Your objective: Across the records below, count every line that contains the string "CategoryPurpose", then report the count alone.

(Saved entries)
= = = = =
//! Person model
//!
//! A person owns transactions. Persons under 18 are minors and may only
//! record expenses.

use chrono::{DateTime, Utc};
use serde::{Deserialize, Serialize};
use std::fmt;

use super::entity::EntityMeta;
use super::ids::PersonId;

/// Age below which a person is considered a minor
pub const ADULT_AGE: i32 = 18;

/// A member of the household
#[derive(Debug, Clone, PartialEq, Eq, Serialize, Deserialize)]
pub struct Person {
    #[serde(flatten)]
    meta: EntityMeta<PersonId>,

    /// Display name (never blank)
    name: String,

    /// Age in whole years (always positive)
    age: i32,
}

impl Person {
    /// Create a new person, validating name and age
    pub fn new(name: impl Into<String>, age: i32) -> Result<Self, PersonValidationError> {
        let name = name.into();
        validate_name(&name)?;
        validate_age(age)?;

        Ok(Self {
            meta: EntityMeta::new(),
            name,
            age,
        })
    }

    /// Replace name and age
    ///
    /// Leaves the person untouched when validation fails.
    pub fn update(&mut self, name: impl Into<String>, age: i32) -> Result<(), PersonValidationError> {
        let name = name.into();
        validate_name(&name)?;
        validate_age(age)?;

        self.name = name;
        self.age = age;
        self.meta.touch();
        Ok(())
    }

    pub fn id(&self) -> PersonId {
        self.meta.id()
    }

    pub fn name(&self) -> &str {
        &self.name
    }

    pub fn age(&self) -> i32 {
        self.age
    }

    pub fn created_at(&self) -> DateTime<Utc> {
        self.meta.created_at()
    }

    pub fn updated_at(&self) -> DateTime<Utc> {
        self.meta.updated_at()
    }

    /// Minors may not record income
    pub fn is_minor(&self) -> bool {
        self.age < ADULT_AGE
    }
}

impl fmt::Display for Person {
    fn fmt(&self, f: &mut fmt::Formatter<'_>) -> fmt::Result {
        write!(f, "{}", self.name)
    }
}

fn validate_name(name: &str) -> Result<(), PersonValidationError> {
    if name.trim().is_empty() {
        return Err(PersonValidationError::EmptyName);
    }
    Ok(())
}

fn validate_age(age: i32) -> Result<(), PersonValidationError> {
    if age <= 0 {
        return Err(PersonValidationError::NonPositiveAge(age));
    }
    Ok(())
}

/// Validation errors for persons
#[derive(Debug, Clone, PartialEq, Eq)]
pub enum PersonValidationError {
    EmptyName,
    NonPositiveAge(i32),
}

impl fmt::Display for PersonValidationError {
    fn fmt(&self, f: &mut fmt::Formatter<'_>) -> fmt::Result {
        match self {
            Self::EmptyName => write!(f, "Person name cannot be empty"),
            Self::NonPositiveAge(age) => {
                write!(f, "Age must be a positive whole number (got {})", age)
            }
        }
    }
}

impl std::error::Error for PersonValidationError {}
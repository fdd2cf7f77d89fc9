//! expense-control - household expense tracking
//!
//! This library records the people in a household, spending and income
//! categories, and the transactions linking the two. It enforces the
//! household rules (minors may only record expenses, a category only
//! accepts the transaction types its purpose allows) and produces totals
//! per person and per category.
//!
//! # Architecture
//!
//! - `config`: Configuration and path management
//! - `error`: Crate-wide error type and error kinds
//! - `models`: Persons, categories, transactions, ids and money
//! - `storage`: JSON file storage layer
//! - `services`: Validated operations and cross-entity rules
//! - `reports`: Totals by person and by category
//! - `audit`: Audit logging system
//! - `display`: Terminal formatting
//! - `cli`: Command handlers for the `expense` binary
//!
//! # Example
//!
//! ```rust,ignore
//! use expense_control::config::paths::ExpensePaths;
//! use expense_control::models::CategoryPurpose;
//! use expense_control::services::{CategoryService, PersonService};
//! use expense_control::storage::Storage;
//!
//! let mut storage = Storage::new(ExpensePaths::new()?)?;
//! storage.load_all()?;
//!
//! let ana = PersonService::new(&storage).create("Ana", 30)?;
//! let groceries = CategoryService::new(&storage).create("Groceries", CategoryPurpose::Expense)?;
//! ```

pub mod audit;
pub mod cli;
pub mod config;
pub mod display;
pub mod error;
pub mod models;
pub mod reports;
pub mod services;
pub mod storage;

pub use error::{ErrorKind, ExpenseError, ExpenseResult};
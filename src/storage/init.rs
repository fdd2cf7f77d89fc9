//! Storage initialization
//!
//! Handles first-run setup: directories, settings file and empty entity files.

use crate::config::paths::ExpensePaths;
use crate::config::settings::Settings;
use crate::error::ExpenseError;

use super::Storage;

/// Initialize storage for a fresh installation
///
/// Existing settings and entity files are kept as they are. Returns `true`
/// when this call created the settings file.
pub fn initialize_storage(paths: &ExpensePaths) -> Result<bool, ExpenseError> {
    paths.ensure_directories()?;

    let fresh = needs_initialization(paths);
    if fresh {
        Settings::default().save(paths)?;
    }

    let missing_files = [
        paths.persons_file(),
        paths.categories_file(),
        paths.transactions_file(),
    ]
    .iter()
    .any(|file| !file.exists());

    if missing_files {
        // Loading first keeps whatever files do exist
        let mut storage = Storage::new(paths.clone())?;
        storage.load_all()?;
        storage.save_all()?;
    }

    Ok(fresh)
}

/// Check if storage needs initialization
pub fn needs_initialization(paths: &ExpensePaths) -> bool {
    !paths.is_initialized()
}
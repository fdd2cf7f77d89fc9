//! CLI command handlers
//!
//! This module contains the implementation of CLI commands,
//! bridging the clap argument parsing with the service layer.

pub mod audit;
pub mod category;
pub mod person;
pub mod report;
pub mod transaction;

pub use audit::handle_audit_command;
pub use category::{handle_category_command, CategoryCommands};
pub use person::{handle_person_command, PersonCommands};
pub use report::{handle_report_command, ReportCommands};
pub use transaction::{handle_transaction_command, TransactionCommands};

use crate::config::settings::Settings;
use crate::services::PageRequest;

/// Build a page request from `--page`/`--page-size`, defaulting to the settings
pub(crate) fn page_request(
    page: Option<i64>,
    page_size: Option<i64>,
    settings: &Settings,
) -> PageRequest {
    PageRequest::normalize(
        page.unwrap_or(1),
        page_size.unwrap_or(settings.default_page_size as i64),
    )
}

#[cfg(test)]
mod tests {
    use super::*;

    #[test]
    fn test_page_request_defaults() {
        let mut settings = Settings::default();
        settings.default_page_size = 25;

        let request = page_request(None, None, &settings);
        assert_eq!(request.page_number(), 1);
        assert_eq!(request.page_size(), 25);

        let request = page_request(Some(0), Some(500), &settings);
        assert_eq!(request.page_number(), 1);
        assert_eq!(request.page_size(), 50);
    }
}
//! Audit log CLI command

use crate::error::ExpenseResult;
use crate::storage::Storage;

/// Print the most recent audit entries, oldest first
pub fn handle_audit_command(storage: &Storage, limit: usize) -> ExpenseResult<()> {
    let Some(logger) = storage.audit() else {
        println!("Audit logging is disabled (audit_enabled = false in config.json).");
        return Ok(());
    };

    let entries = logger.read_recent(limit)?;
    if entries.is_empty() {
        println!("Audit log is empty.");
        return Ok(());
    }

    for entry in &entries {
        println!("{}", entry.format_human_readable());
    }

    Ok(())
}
= = = = =
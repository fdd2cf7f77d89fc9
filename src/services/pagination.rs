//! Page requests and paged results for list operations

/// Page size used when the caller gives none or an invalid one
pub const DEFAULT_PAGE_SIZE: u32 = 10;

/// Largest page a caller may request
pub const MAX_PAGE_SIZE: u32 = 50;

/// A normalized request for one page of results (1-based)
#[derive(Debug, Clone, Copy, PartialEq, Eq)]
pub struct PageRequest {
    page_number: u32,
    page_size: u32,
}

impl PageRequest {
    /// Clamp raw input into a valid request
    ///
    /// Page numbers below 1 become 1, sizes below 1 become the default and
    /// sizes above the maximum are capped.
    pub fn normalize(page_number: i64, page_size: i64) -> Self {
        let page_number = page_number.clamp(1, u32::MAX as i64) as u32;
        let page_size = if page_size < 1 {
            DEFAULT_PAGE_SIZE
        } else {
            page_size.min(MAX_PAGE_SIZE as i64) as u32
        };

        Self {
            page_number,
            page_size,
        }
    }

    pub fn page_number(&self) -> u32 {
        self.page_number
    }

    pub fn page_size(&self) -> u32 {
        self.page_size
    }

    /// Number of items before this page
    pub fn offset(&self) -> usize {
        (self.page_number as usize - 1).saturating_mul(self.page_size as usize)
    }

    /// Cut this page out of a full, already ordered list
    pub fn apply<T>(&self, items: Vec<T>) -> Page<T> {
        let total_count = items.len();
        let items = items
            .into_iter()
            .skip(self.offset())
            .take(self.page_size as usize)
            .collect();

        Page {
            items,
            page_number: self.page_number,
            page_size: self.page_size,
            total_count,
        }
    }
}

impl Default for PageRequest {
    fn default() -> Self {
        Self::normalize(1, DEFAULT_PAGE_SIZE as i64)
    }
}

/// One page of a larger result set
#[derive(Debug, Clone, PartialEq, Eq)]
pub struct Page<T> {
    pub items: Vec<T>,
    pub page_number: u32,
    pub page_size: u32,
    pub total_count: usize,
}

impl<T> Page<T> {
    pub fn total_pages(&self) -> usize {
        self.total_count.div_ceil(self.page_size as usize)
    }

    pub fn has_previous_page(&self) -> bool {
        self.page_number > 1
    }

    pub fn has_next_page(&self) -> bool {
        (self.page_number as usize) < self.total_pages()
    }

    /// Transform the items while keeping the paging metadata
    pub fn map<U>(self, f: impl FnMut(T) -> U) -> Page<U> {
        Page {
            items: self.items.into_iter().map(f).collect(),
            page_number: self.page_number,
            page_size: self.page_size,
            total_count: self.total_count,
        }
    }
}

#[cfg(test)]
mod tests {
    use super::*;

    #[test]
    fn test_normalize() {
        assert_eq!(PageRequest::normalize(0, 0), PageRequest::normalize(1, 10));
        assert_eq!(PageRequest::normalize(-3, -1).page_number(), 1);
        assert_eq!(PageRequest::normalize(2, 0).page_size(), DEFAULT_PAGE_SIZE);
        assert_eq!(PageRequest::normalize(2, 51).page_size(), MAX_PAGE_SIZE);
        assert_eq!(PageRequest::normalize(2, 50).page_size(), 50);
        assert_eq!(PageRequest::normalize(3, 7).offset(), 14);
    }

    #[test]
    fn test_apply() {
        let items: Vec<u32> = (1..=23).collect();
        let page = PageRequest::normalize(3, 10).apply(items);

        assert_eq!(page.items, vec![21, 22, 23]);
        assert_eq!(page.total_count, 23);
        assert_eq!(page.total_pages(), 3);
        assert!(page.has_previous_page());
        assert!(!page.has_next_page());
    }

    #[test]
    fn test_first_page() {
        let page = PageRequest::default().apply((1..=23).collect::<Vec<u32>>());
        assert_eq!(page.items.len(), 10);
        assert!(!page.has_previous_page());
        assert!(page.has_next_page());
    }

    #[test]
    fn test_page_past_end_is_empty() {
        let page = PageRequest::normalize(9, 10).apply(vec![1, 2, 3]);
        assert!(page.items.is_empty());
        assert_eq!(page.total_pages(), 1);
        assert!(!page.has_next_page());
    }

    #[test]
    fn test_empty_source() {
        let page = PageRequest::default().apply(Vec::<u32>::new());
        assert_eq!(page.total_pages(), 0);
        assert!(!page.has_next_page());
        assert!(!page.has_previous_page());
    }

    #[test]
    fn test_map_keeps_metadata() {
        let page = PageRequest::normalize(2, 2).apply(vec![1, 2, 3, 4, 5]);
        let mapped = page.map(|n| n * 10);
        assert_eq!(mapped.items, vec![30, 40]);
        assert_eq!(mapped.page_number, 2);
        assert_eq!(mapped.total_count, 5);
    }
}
= = = = =
Exercise result: 2